Due to the recruitment procedure (expertise center and patient association) there is a possible under- or overrepresentation of persons who are asymptomatic or experience only mild symptoms. However, the number of completed questionnaires was high and patient characteristics showed a large degree of variability between patients, suggesting that both patients with no or mild and patients with severe symptoms were represented in our sample. Nevertheless, a potential selection bias cannot be excluded.
Even though the range of scores on psychosocial and symptom-related variables was large, we did not analyze our data based on known subgroups identified in other chronic disorders15. Due to the knowledge gap on aforementioned associations in patients with MO, a first exploration of the PAL and HRQOL, and associated patient-specific factors, symptom severity and psychological factors was necessary. A subsequent exploration of subgroups in the MO population could further clarify the association between psychological and symptom-related variables and the dependent variables (PAL and HRQOL). These additional insights could provide supplementary information for health professionals and support the development of individualized treatment programs.
Due to our study design, we relied on self-reported measures, which are susceptible to known biases such as recall bias. Subjective estimates of PAL may also differ from objectively measured data. For this study, we preferred a large sample size over the ‘objectivity’ of outcome measures. To minimize participant burden and maximize recruitment, we chose self-reported methods rather than multiple in-person assessments or additional objective measures.

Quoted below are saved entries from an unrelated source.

#![allow(non_upper_case_globals)]

//! Physical constants for dry-air hydrostatics.
//!
//! Values follow the conventions of common reanalysis and model output (NIST
//! for *g*, WMO/ECMWF for the dry-air gas constant).

/// standard gravitational acceleration (m s^-2)
pub const g: f64 = 9.80665;
//             +/- 0 (exact)

/// gas constant for dry air (J kg^-1 K^-1)
pub const Rd: f64 = 287.058;

/// specific heat of dry air at constant pressure (J kg^-1 K^-1)
pub const cp: f64 = 1004.6;

/// Rd / cp
pub const kappa: f64 = Rd / cp;

/// standard sea-level pressure (Pa)
pub const p0: f64 = 101325.0;
//              +/- 0 (exact)

/// lowest temperature accepted as physically meaningful in a column (K);
/// anything at or below is treated as missing data
pub const T_min: f64 = 120.0;

/// Convert a geopotential (m^2 s^-2) to a geopotential height (m).
pub fn geopotential_to_height(phi: f64) -> f64 { phi / g }

/// Convert a geopotential height (m) to a geopotential (m^2 s^-2).
pub fn height_to_geopotential(z: f64) -> f64 { z * g }

/// Exner function `(p / p0)^kappa` at pressure `p` (Pa).
pub fn exner_function(p: f64) -> f64 { (p / p0).powf(kappa) }

/// Potential temperature (K) of air at temperature `t` (K) and pressure `p`
/// (Pa), referenced to `p0`.
pub fn potential_temperature(t: f64, p: f64) -> f64 { t / exner_function(p) }

#[cfg(test)]
mod tests {
    use super::*;
    use approx::assert_relative_eq;

    #[test]
    fn height_conversions_invert() {
        let z = 1523.7;
        assert_relative_eq!(geopotential_to_height(height_to_geopotential(z)), z);
        assert_relative_eq!(height_to_geopotential(1.0), g);
    }

    #[test]
    fn kappa_is_near_two_sevenths() {
        assert!((kappa - 2.0 / 7.0).abs() < 1e-3);
    }

    #[test]
    fn potential_temperature_reference() {
        assert_relative_eq!(exner_function(p0), 1.0);
        assert_relative_eq!(potential_temperature(288.15, p0), 288.15);
        // θ is conserved along a dry adiabat T ∝ p^kappa
        let t500 = 288.15 * 0.5_f64.powf(kappa);
        assert_relative_eq!(potential_temperature(t500, 0.5 * p0), 288.15, epsilon = 1e-10);
        assert!(potential_temperature(250.0, 50000.0) > 250.0);
    }
}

Regarding our sample size, we did not perform a formal a priori power calculation (as noted in the Methods). Instead, we aimed for a convenience sample, as large as feasible within the study project’s constraints, to obtain the best possible estimates of our outcomes. We successfully enrolled a substantial cohort of individuals with MO—despite the rarity of this condition—which allowed us to develop robust regression models based on our theoretical framework. While additional associations may emerge with an even larger sample or an expanded set of variables, it is noteworthy that, to our knowledge, this is the largest adult MO population to date characterizing physical activity levels and health-related quality of life.
Clinical implications
Considering our results, the management of pain, depressive feelings and lifestyle to lower BMI, seem important components to enhance patients’ PAL. A higher PAL in turn can lead to less disease-related symptoms, psychological factors and lower BMI, creating a reciprocal relationship. Additionally, employment seems to contribute strongest to patients’ PAL and should be addressed in the treatment of working-age patients.
The relationship between the PAL and HRQOL seems rather indirect. We hypothesize that improvement of pain and fatigue, psychological factors and lifestyle leads to a higher PAL, less activity limitations and consequently higher mental and physical HRQOL.
Psychological variables such as depressive symptoms and catastrophizing were present in our sample and showed substantial variability, with depressive symptoms being negatively associated with both PAL and mental HRQOL It cannot be excluded that subgroups exist within the MO population, some of whom experience a larger psychological burden. Consequently, we recommend that psychological variables be routinely assessed and addressed during patient treatment.
Age and educational level were also related to mental and physical HRQOL. Even though these demographic factors are ‘non-modifiable’, they are important to consider during treatment. Focusing on self-efficacy, adequate coping skills and goal-oriented care could enhance patients’ ability to handle disease-related symptoms, help them to adapt to their chronic illness and thus improve their HRQOL.